Exercise. Write out the data below exactly, beginning with the first line and ending once the line that has "pub const DOMAIN_LABEL: &[u8]" is written.

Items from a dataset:

● ● ●

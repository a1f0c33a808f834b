//! Keyed, domain-separated combination of two digests.
//!
//! # Construction
//!
//! ```text
//! combined = BLAKE3_keyed(K, LABEL || be32(|a|) || a || be32(|b|) || b)
//! ```
//!
//! The length prefixes make the encoding injective, so `("x", "xy")` and
//! `("xy", "x")` never hash the same byte string. The label binds the output
//! to this scheme and version.

use super::hash::{check_size, finalize, DigestError};
use blake3::Hasher;
use subtle::ConstantTimeEq;

/// Domain separator for the combine step.
pub const DOMAIN_LABEL: &[u8] = b"optical-capture-combine-v1";

/// Context used to stretch or compress keys that are not 32 bytes long.
const KEY_NORMALIZE_CONTEXT: &str = "optical-capture 2024 combine key normalization v1";

const BLAKE3_KEY_LEN: usize = blake3::KEY_LEN;

/// Produces the 32-byte BLAKE3 key for `key`.
///
/// A key of exactly 32 bytes is used as-is; any other length goes through
/// BLAKE3 key derivation under a fixed context.
fn normalize_key(key: &[u8]) -> [u8; BLAKE3_KEY_LEN] {
    match <[u8; BLAKE3_KEY_LEN]>::try_from(key) {
        Ok(exact) => exact,
        Err(_) => blake3::derive_key(KEY_NORMALIZE_CONTEXT, key),
    }
}

fn length_prefix(part: &[u8]) -> Result<[u8; 4], DigestError> {
    u32::try_from(part.len())
        .map(u32::to_be_bytes)
        .map_err(|_| DigestError::InputTooLong(part.len()))
}

fn combine_raw(
    a: &[u8],
    b: &[u8],
    key: Option<&[u8]>,
    digest_size: usize,
) -> Result<Vec<u8>, DigestError> {
    let key = match key {
        Some(k) if !k.is_empty() => k,
        _ => return Err(DigestError::MissingKey),
    };
    check_size(digest_size)?;

    let mut hasher = Hasher::new_keyed(&normalize_key(key));
    hasher.update(DOMAIN_LABEL);
    hasher.update(&length_prefix(a)?);
    hasher.update(a);
    hasher.update(&length_prefix(b)?);
    hasher.update(b);

    Ok(finalize(&hasher, digest_size))
}

/// Combines `a` and `b` under `key`, returning lowercase hex.
///
/// Fails with [`DigestError::MissingKey`] when `key` is `None` or empty.
pub fn combine_keyed(
    a: &[u8],
    b: &[u8],
    key: Option<&[u8]>,
    digest_size: usize,
) -> Result<String, DigestError> {
    combine_raw(a, b, key, digest_size).map(hex::encode)
}

/// Recomputes [`combine_keyed`] and compares it to `expected_hex` in constant time.
///
/// Returns `Ok(false)` on mismatch. Only a malformed `expected_hex` (wrong
/// length or non-hex characters) or an unusable key/size is an error.
pub fn verify_combined(
    expected_hex: &str,
    a: &[u8],
    b: &[u8],
    key: Option<&[u8]>,
    digest_size: usize,
) -> Result<bool, DigestError> {
    check_size(digest_size)?;

    let want = digest_size * 2;
    if expected_hex.len() != want {
        return Err(DigestError::MalformedInput(format!(
            "expected {want} hex characters, got {}",
            expected_hex.len()
        )));
    }
    let expected =
        hex::decode(expected_hex).map_err(|e| DigestError::MalformedInput(e.to_string()))?;

    let actual = combine_raw(a, b, key, digest_size)?;
    let matches = bool::from(actual.as_slice().ct_eq(expected.as_slice()));

    tracing::debug!(matches, digest_size, "Verified combined digest");
    Ok(matches)
}

#[cfg(test)]
mod tests {
    use super::*;
    use crate::digest::DEFAULT_DIGEST_SIZE;
    use proptest::prelude::*;

    const KEY: [u8; 32] = [0x42; 32];

    fn combine(a: &[u8], b: &[u8], key: &[u8]) -> String {
        combine_keyed(a, b, Some(key), DEFAULT_DIGEST_SIZE).unwrap()
    }

    #[test]
    fn test_combine_output_shape() {
        let hex = combine(b"image", b"meta", &KEY);
        assert_eq!(hex.len(), 64);
        assert!(hex.chars().all(|c| c.is_ascii_hexdigit() && !c.is_ascii_uppercase()));

        let short = combine_keyed(b"image", b"meta", Some(&KEY[..]), 16).unwrap();
        assert_eq!(short.len(), 32);
    }

    #[test]
    fn test_combine_matches_reference_construction() {
        let mut input = Vec::new();
        input.extend_from_slice(DOMAIN_LABEL);
        input.extend_from_slice(&1u32.to_be_bytes());
        input.extend_from_slice(b"a");
        input.extend_from_slice(&2u32.to_be_bytes());
        input.extend_from_slice(b"bc");
        let expected = blake3::keyed_hash(&KEY, &input).to_hex().to_string();

        assert_eq!(combine(b"a", b"bc", &KEY), expected);
    }

    #[test]
    fn test_length_prefix_prevents_split_ambiguity() {
        assert_ne!(combine(b"x", b"xy", &KEY), combine(b"xy", b"x", &KEY));
        assert_ne!(combine(b"x", b"xy", &KEY), combine(b"xx", b"y", &KEY));
        assert_ne!(combine(b"", b"ab", &KEY), combine(b"ab", b"", &KEY));
    }

    #[test]
    fn test_missing_key() {
        assert!(matches!(
            combine_keyed(b"a", b"b", None, DEFAULT_DIGEST_SIZE),
            Err(DigestError::MissingKey)
        ));
        assert!(matches!(
            combine_keyed(b"a", b"b", Some(b"".as_slice()), DEFAULT_DIGEST_SIZE),
            Err(DigestError::MissingKey)
        ));
        assert!(matches!(
            verify_combined(&"0".repeat(64), b"a", b"b", None, DEFAULT_DIGEST_SIZE),
            Err(DigestError::MissingKey)
        ));
    }

    #[test]
    fn test_non_standard_key_lengths_are_usable_and_distinct() {
        let short = combine(b"a", b"b", &[7u8; 16]);
        let long = combine(b"a", b"b", &[7u8; 64]);
        assert_eq!(short.len(), 64);
        assert_ne!(short, long);
        assert_ne!(short, combine(b"a", b"b", &KEY));
    }

    #[test]
    fn test_verify_round_trip_and_mismatch() {
        let hex = combine(b"image", b"meta", &KEY);
        assert!(verify_combined(&hex, b"image", b"meta", Some(&KEY[..]), 32).unwrap());
        assert!(verify_combined(&hex.to_uppercase(), b"image", b"meta", Some(&KEY[..]), 32).unwrap());
        assert!(!verify_combined(&hex, b"image", b"other", Some(&KEY[..]), 32).unwrap());
        assert!(!verify_combined(&hex, b"image", b"meta", Some(&[0x43u8; 32][..]), 32).unwrap());
    }

    #[test]
    fn test_malformed_expected_hex() {
        let odd = "a".repeat(63);
        assert!(matches!(
            verify_combined(&odd, b"a", b"b", Some(&KEY[..]), 32),
            Err(DigestError::MalformedInput(_))
        ));

        let non_hex = "zz".repeat(32);
        assert!(matches!(
            verify_combined(&non_hex, b"a", b"b", Some(&KEY[..]), 32),
            Err(DigestError::MalformedInput(_))
        ));

        let wrong_length = "ab".repeat(16);
        assert!(matches!(
            verify_combined(&wrong_length, b"a", b"b", Some(&KEY[..]), 32),
            Err(DigestError::MalformedInput(_))
        ));
    }

    #[test]
    fn test_sizes_share_a_prefix() {
        let short = combine_keyed(b"image", b"meta", Some(&KEY[..]), 16).unwrap();
        let long = combine_keyed(b"image", b"meta", Some(&KEY[..]), 32).unwrap();
        assert_eq!(short, long[..32]);

        // Verification at the short size accepts only the short form.
        assert!(verify_combined(&short, b"image", b"meta", Some(&KEY[..]), 16).unwrap());
        assert!(matches!(
            verify_combined(&short, b"image", b"meta", Some(&KEY[..]), 32),
            Err(DigestError::MalformedInput(_))
        ));
    }

    #[test]
    fn test_unsupported_size() {
        assert!(matches!(
            combine_keyed(b"a", b"b", Some(&KEY[..]), 0),
            Err(DigestError::UnsupportedSize(0))
        ));
    }

    proptest! {
        #[test]
        fn prop_verify_accepts_own_output(
            a in proptest::collection::vec(any::<u8>(), 0..128),
            b in proptest::collection::vec(any::<u8>(), 0..128),
            key in proptest::array::uniform32(any::<u8>()),
        ) {
            let hex = combine(&a, &b, &key);
            prop_assert!(verify_combined(&hex, &a, &b, Some(&key[..]), 32).unwrap());
        }

        #[test]
        fn prop_single_byte_mutation_changes_output(
            a in proptest::collection::vec(any::<u8>(), 1..64),
            b in proptest::collection::vec(any::<u8>(), 1..64),
            key in proptest::array::uniform32(any::<u8>()),
            which in 0usize..3,
            index in any::<prop::sample::Index>(),
            flip in 1u8..=255,
        ) {
            let original = combine(&a, &b, &key);

            let (mut a2, mut b2, mut key2) = (a.clone(), b.clone(), key);
            match which {
                0 => { let i = index.index(a2.len()); a2[i] ^= flip; }
                1 => { let i = index.index(b2.len()); b2[i] ^= flip; }
                _ => { let i = index.index(key2.len()); key2[i] ^= flip; }
            }

            prop_assert_ne!(original, combine(&a2, &b2, &key2));
        }

        #[test]
        fn prop_swap_changes_output(
            a in proptest::collection::vec(any::<u8>(), 0..32),
            b in proptest::collection::vec(any::<u8>(), 0..32),
        ) {
            prop_assume!(a != b);
            prop_assert_ne!(combine(&a, &b, &KEY), combine(&b, &a, &KEY));
        }
    }
}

● ● ●

Solution for this exercise.
repository a1f0c33a808f834b
//! Keyed, domain-separated combination of two digests.
//!
//! # Construction
//!
//! ```text
//! combined = BLAKE3_keyed(K, LABEL || be32(|a|) || a || be32(|b|) || b)
//! ```
//!
//! The length prefixes make the encoding injective, so `("x", "xy")` and
//! `("xy", "x")` never hash the same byte string. The label binds the output
//! to this scheme and version.

use super::hash::{check_size, finalize, DigestError};
use blake3::Hasher;
use subtle::ConstantTimeEq;

/// Domain separator for the combine step.
pub const DOMAIN_LABEL: &[u8] = b"optical-capture-combine-v1";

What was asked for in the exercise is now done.